Snyder’s Michigan: Agriculture spending has spiked 64 percent since 2011

The Michigan agriculture sector has benefitted from having representatives with a farming background in the Legislature

Michigan’s agriculture spending is a tiny piece of the total state budget, at about $103 million in total state spending, state data show. Yet agriculture spending has spiked by 64 percent from Snyder’s first budget to the current year’s budget, when adjusted for inflation.

Agriculture’s share of the general fund more than doubled since 2012.

[Editor's Note: This is just one story in a series examining Michigan's budgets during Gov.
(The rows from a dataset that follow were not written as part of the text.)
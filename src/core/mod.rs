pub mod bus;
pub mod config;
pub mod flows;
pub mod link;
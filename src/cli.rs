use clap::{Arg, ArgMatches, Command};

/// Parse command line arguments.
pub fn parse_args() -> ArgMatches {
    Command::new("flowdeck")
        .about("Terminal UI for managing named flows stored as MQTT retained messages")
        .version(env!("CARGO_PKG_VERSION"))
        .arg(
            Arg::new("host")
                .long("host")
                .short('H')
                .help("MQTT websocket broker host")
                .action(clap::ArgAction::Set),
        )
        .arg(
            Arg::new("port")
                .long("port")
                .short('p')
                .help("MQTT websocket broker port")
                .value_parser(clap::value_parser!(u16))
                .action(clap::ArgAction::Set),
        )
        .arg(
            Arg::new("client-id")
                .long("client-id")
                .help("Client identifier presented to the broker")
                .action(clap::ArgAction::Set),
        )
        .arg(
            Arg::new("config")
                .long("config")
                .short('c')
                .help("Path to a JSON config file (default: flowdeck.json)")
                .action(clap::ArgAction::Set),
        )
        .get_matches()
}
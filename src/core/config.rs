//! Broker connection settings.
//!
//! Settings come from an optional JSON file in the working directory
//! (overridable with `--config <FILE>`) with individual CLI flags taking
//! precedence. A missing file just means defaults; a malformed one is an
//! error rather than a silent fallback.

use anyhow::{Context, Result};
use serde::{Deserialize, Serialize};
use std::path::{Path, PathBuf};

/// Default config file looked up in the working directory.
pub const DEFAULT_CONFIG_FILE: &str = "flowdeck.json";

/// Client identifier presented to the broker.
pub const DEFAULT_CLIENT_ID: &str = "flowdeck-config";

#[derive(Debug, Clone, Serialize, Deserialize)]
#[serde(default)]
pub struct BrokerConfig {
    pub host: String,
    pub port: u16,
    pub client_id: String,
}

impl Default for BrokerConfig {
    fn default() -> Self {
        Self {
            host: "localhost".to_string(),
            port: 9001,
            client_id: DEFAULT_CLIENT_ID.to_string(),
        }
    }
}

impl BrokerConfig {
    /// Websocket endpoint for the broker. The `/mqtt` path matches the
    /// conventional MQTT-over-websocket listener path.
    pub fn websocket_url(&self) -> String {
        format!("ws://{}:{}/mqtt", self.host, self.port)
    }

    /// Load from a JSON file if it exists, otherwise defaults.
    pub fn load(path: &Path) -> Result<Self> {
        if !path.exists() {
            return Ok(Self::default());
        }
        let json = std::fs::read_to_string(path)
            .with_context(|| format!("Failed to read config from {}", path.display()))?;
        serde_json::from_str(&json)
            .with_context(|| format!("Failed to parse configuration file {}", path.display()))
    }

    /// Resolve the effective configuration: config file first, then CLI flag
    /// overrides.
    pub fn resolve(matches: &clap::ArgMatches) -> Result<Self> {
        let path = matches
            .get_one::<String>("config")
            .map(PathBuf::from)
            .unwrap_or_else(|| PathBuf::from(DEFAULT_CONFIG_FILE));

        let mut cfg = Self::load(&path)?;

        if let Some(host) = matches.get_one::<String>("host") {
            cfg.host = host.clone();
        }
        if let Some(port) = matches.get_one::<u16>("port") {
            cfg.port = *port;
        }
        if let Some(client_id) = matches.get_one::<String>("client-id") {
            cfg.client_id = client_id.clone();
        }

        Ok(cfg)
    }
}

#[cfg(test)]
mod tests {
    use super::*;

    #[test]
    fn test_defaults() {
        let cfg = BrokerConfig::default();
        assert_eq!(cfg.websocket_url(), "ws://localhost:9001/mqtt");
        assert_eq!(cfg.client_id, DEFAULT_CLIENT_ID);
    }

    #[test]
    fn test_missing_file_is_defaults() {
        let cfg = BrokerConfig::load(Path::new("definitely-not-here.json")).unwrap();
        assert_eq!(cfg.host, "localhost");
    }

    #[test]
    fn test_partial_json() {
        let cfg: BrokerConfig = serde_json::from_str(r#"{"host":"broker.lan"}"#).unwrap();
        assert_eq!(cfg.host, "broker.lan");
        assert_eq!(cfg.port, 9001);
    }
}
Rick Snyder's tenure as he prepares to release his final budget proposal.]

Michigan is second only to California when it comes to the diversity of agricultural products grown here, and the sector is a big part of the state’s economy.

A document prepared by the Senate Fiscal Agency and provided by state Sen. Dave Hildenbrand shows the Michigan Department of Agriculture and Rural Development increased full-time employees by roughly 61, to nearly 500 workers, and invested in programs such as agriculture research, food and milk safety and animal disease prevention. The department also offers rural development grants that can help with expansion and worker training in such industries as food and agriculture, mining and forestry.
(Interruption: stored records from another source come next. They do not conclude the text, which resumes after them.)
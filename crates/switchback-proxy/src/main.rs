//! `switchback` binary entrypoint.

use anyhow::Context;
use clap::Parser;
use std::path::PathBuf;
use std::sync::Arc;
use switchback_config::resolve_config;
use switchback_proxy::{bind, telemetry, Proxy, UsageTracker};
use tracing::info;

/// Local failover proxy for Claude Code and Codex
#[derive(Parser, Debug)]
#[command(name = "switchback")]
#[command(author, version, about, long_about = None)]
struct Cli {
    /// Configuration file (default: switchback.{jsonc,json,yml,yaml} or ~/.config/switchback/)
    #[arg(short, long)]
    config: Option<PathBuf>,

    /// Profile to route with (default: active_profile from the config)
    #[arg(short, long)]
    profile: Option<String>,

    /// Listen host
    #[arg(long)]
    host: Option<String>,

    /// Listen port, 0 for an ephemeral port
    #[arg(long)]
    port: Option<u16>,

    /// Calling CLI (claude, codex, ...); selects wire format and env overlays
    #[arg(long)]
    client: Option<String>,
}

#[tokio::main]
async fn main() -> anyhow::Result<()> {
    let cli = Cli::parse();

    let resolved = resolve_config(cli.config.as_deref(), cli.profile.as_deref())?;
    let mut config = resolved.config;
    if let Some(host) = cli.host {
        config.proxy.host = host;
    }
    if let Some(port) = cli.port {
        config.proxy.port = port;
    }
    if let Some(client) = cli.client {
        config.proxy.client = client;
    }

    telemetry::init_subscriber(&config.logging);
    info!(path = %resolved.path.display(), "loaded configuration");

    let usage = Arc::new(UsageTracker::new());
    let proxy = Proxy::from_config(&config, None)
        .context("failed to build proxy")?
        .with_usage_sink(usage.clone());

    let bound = bind(
        Arc::new(proxy),
        &config.proxy.host,
        config.proxy.port,
        config.proxy.max_body_bytes,
    )
    .await?;

    // Launchers read the first stdout line to export the base URL.
    println!("{}", bound.base_url());

    bound
        .serve(async {
            let _ = tokio::signal::ctrl_c().await;
            info!("shutting down");
        })
        .await
        .context("server error")?;

    for (session, totals) in usage.snapshot() {
        info!(
            session = %session,
            requests = totals.requests,
            input_tokens = totals.input_tokens,
            output_tokens = totals.output_tokens,
            "session usage"
        );
    }
    Ok(())
}
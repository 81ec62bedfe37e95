//! Into OpenAI Chat Completions shape.

use super::{rename_field, str_field, Transformer};
use crate::body::text_segments;
use crate::error::TransformError;
use crate::provider::WireFormat;
use serde_json::{json, Map, Value};

/// Anthropic-only request fields with no Chat Completions counterpart.
const DROPPED_REQUEST_FIELDS: &[&str] = &["metadata", "thinking"];

#[derive(Debug, Clone, Copy, Default)]
pub struct OpenAiTransformer;

impl Transformer for OpenAiTransformer {
    fn target(&self) -> WireFormat {
        WireFormat::OpenAi
    }

    fn transform_request_value(
        &self,
        mut body: Map<String, Value>,
    ) -> Result<Value, TransformError> {
        rename_field(&mut body, "max_tokens", "max_completion_tokens");
        rename_field(&mut body, "stop_sequences", "stop");
        for field in DROPPED_REQUEST_FIELDS {
            body.remove(*field);
        }

        if let Some(Value::Array(tools)) = body.get_mut("tools") {
            for tool in tools.iter_mut() {
                convert_tool(tool);
            }
        }
        if let Some(choice) = body.remove("tool_choice") {
            body.insert("tool_choice".to_string(), convert_tool_choice(choice));
        }

        let mut messages = Vec::new();
        if let Some(system) = body.remove("system") {
            let text = text_segments(&system).collect::<Vec<_>>().join("\n");
            if !text.is_empty() {
                messages.push(json!({"role": "system", "content": text}));
            }
        }
        if let Some(Value::Array(inbound)) = body.remove("messages") {
            for message in inbound {
                convert_message(message, &mut messages);
            }
        }
        body.insert("messages".to_string(), Value::Array(messages));

        Ok(Value::Object(body))
    }

    fn transform_response_value(
        &self,
        body: Map<String, Value>,
    ) -> Result<Value, TransformError> {
        let content = body
            .get("content")
            .and_then(Value::as_array)
            .ok_or(TransformError::MissingField("content"))?;

        let text = content
            .iter()
            .find(|block| str_field(block, "type") == Some("text"))
            .and_then(|block| block.get("text").cloned())
            .unwrap_or(Value::Null);

        let tool_calls: Vec<Value> = content
            .iter()
            .filter(|block| str_field(block, "type") == Some("tool_use"))
            .map(|block| {
                let arguments = block
                    .get("input")
                    .map(Value::to_string)
                    .unwrap_or_else(|| "{}".to_string());
                json!({
                    "id": block.get("id").cloned().unwrap_or(Value::Null),
                    "type": "function",
                    "function": {
                        "name": block.get("name").cloned().unwrap_or(Value::Null),
                        "arguments": arguments,
                    }
                })
            })
            .collect();

        let mut message = json!({"role": "assistant", "content": text});
        if !tool_calls.is_empty() {
            message["tool_calls"] = Value::Array(tool_calls);
        }

        let finish_reason = match body.get("stop_reason") {
            Some(Value::String(reason)) => Value::String(map_stop_reason(reason).to_string()),
            Some(other) => other.clone(),
            None => Value::Null,
        };

        let mut out = json!({
            "id": body.get("id").cloned().unwrap_or(Value::Null),
            "object": "chat.completion",
            "created": 0,
            "model": body.get("model").cloned().unwrap_or(Value::Null),
            "choices": [{
                "index": 0,
                "message": message,
                "finish_reason": finish_reason,
            }],
        });

        if let Some(usage) = body.get("usage") {
            let prompt = usage
                .get("input_tokens")
                .and_then(Value::as_u64)
                .unwrap_or(0);
            let completion = usage
                .get("output_tokens")
                .and_then(Value::as_u64)
                .unwrap_or(0);
            out["usage"] = json!({
                "prompt_tokens": prompt,
                "completion_tokens": completion,
                "total_tokens": prompt + completion,
            });
        }

        Ok(out)
    }
}

fn map_stop_reason(reason: &str) -> &str {
    match reason {
        "end_turn" => "stop",
        "max_tokens" => "length",
        "tool_use" => "tool_calls",
        other => other,
    }
}

/// `{name, description, input_schema}` -> `{type: function, function: {...}}`.
/// Tools without an input schema (server-side tools) are left alone.
fn convert_tool(tool: &mut Value) {
    let Some(obj) = tool.as_object_mut() else {
        return;
    };
    let Some(schema) = obj.remove("input_schema") else {
        return;
    };
    let mut function = Map::new();
    if let Some(name) = obj.remove("name") {
        function.insert("name".to_string(), name);
    }
    if let Some(description) = obj.remove("description") {
        function.insert("description".to_string(), description);
    }
    function.insert("parameters".to_string(), schema);
    *tool = json!({"type": "function", "function": function});
}

fn convert_tool_choice(choice: Value) -> Value {
    match str_field(&choice, "type") {
        Some("auto") => json!("auto"),
        Some("any") => json!("required"),
        Some("none") => json!("none"),
        Some("tool") => json!({
            "type": "function",
            "function": {"name": choice.get("name").cloned().unwrap_or(Value::Null)}
        }),
        _ => choice,
    }
}

/// Split one Anthropic message into Chat Completions messages. Tool results
/// become `role: tool` messages, emitted before any remaining user content
/// so they directly follow the assistant turn that requested them.
fn convert_message(message: Value, out: &mut Vec<Value>) {
    let role = str_field(&message, "role").unwrap_or("user").to_string();
    let Some(blocks) = message.get("content").and_then(Value::as_array).cloned() else {
        out.push(message);
        return;
    };

    let mut parts: Vec<Value> = Vec::new();
    let mut has_image = false;
    let mut tool_calls: Vec<Value> = Vec::new();

    for block in blocks {
        match str_field(&block, "type") {
            Some("text") => {
                let text = block.get("text").cloned().unwrap_or(Value::Null);
                parts.push(json!({"type": "text", "text": text}));
            }
            Some("image") => {
                if let Some(url) = image_url(&block) {
                    has_image = true;
                    parts.push(json!({"type": "image_url", "image_url": {"url": url}}));
                }
            }
            Some("tool_use") => {
                let arguments = block
                    .get("input")
                    .map(Value::to_string)
                    .unwrap_or_else(|| "{}".to_string());
                tool_calls.push(json!({
                    "id": block.get("id").cloned().unwrap_or(Value::Null),
                    "type": "function",
                    "function": {
                        "name": block.get("name").cloned().unwrap_or(Value::Null),
                        "arguments": arguments,
                    }
                }));
            }
            Some("tool_result") => {
                let content = block
                    .get("content")
                    .map(|c| text_segments(c).collect::<Vec<_>>().join("\n"))
                    .unwrap_or_default();
                out.push(json!({
                    "role": "tool",
                    "tool_call_id": block.get("tool_use_id").cloned().unwrap_or(Value::Null),
                    "content": content,
                }));
            }
            // thinking / redacted_thinking have no Chat Completions form
            _ => {}
        }
    }

    let content = if has_image {
        Value::Array(parts)
    } else if !parts.is_empty() {
        let text: Vec<&str> = parts.iter().filter_map(|p| str_field(p, "text")).collect();
        Value::String(text.join("\n"))
    } else {
        Value::Null
    };

    if content.is_null() && tool_calls.is_empty() {
        return;
    }

    let mut converted = json!({"role": role, "content": content});
    if !tool_calls.is_empty() {
        converted["tool_calls"] = Value::Array(tool_calls);
    }
    out.push(converted);
}

fn image_url(block: &Value) -> Option<String> {
    let source = block.get("source")?;
    match str_field(source, "type") {
        Some("base64") => Some(format!(
            "data:{};base64,{}",
            str_field(source, "media_type").unwrap_or("image/png"),
            str_field(source, "data")?
        )),
        Some("url") => str_field(source, "url").map(str::to_string),
        _ => None,
    }
}
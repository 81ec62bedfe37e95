//! Per-session token usage.

use parking_lot::Mutex;
use serde::Serialize;
use serde_json::Value;
use std::collections::HashMap;

#[derive(Debug, Clone, PartialEq, Eq, Serialize)]
pub struct UsageRecord {
    pub session_id: String,
    pub provider: String,
    pub model: String,
    pub input_tokens: u64,
    pub output_tokens: u64,
}

pub trait UsageSink: Send + Sync {
    fn report(&self, record: UsageRecord);
}

/// Token counts from a response body's `usage` object. Accepts the Anthropic
/// (`input_tokens`/`output_tokens`) or OpenAI (`prompt_tokens`/`completion_tokens`)
/// naming. `None` when the body carries no usage.
pub fn extract_usage(body: &[u8]) -> Option<(u64, u64)> {
    let value: Value = serde_json::from_slice(body).ok()?;
    let usage = value.get("usage")?;
    let count = |primary: &str, alternate: &str| {
        usage
            .get(primary)
            .or_else(|| usage.get(alternate))
            .and_then(Value::as_u64)
    };
    let input = count("input_tokens", "prompt_tokens");
    let output = count("output_tokens", "completion_tokens");
    if input.is_none() && output.is_none() {
        return None;
    }
    Some((input.unwrap_or(0), output.unwrap_or(0)))
}

#[derive(Debug, Clone, Copy, Default, PartialEq, Eq, Serialize)]
pub struct SessionUsage {
    pub requests: u64,
    pub input_tokens: u64,
    pub output_tokens: u64,
}

/// In-process sink keeping cumulative totals per session.
#[derive(Debug, Default)]
pub struct UsageTracker {
    sessions: Mutex<HashMap<String, SessionUsage>>,
}

impl UsageTracker {
    pub fn new() -> Self {
        Self::default()
    }

    pub fn session(&self, session_id: &str) -> Option<SessionUsage> {
        self.sessions.lock().get(session_id).copied()
    }

    pub fn snapshot(&self) -> HashMap<String, SessionUsage> {
        self.sessions.lock().clone()
    }
}

impl UsageSink for UsageTracker {
    fn report(&self, record: UsageRecord) {
        let mut sessions = self.sessions.lock();
        let totals = sessions.entry(record.session_id).or_default();
        totals.requests += 1;
        totals.input_tokens += record.input_tokens;
        totals.output_tokens += record.output_tokens;
    }
}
“Agriculture ‒ just like one of our other biggest industries, manufacturing ‒ is continually changing and Michigan needs to stay ahead of the curve,” Snyder spokeswoman Anna Heaton said via email.

Hildenbrand, chair of the Senate's appropriation's committee, offered another explanation: There are numerous state lawmakers with backgrounds in agriculture.

“It’s been something that a number of legislators have been fighting for just because of their background in agriculture, and they recognize it as such an important industry in our state,” he said.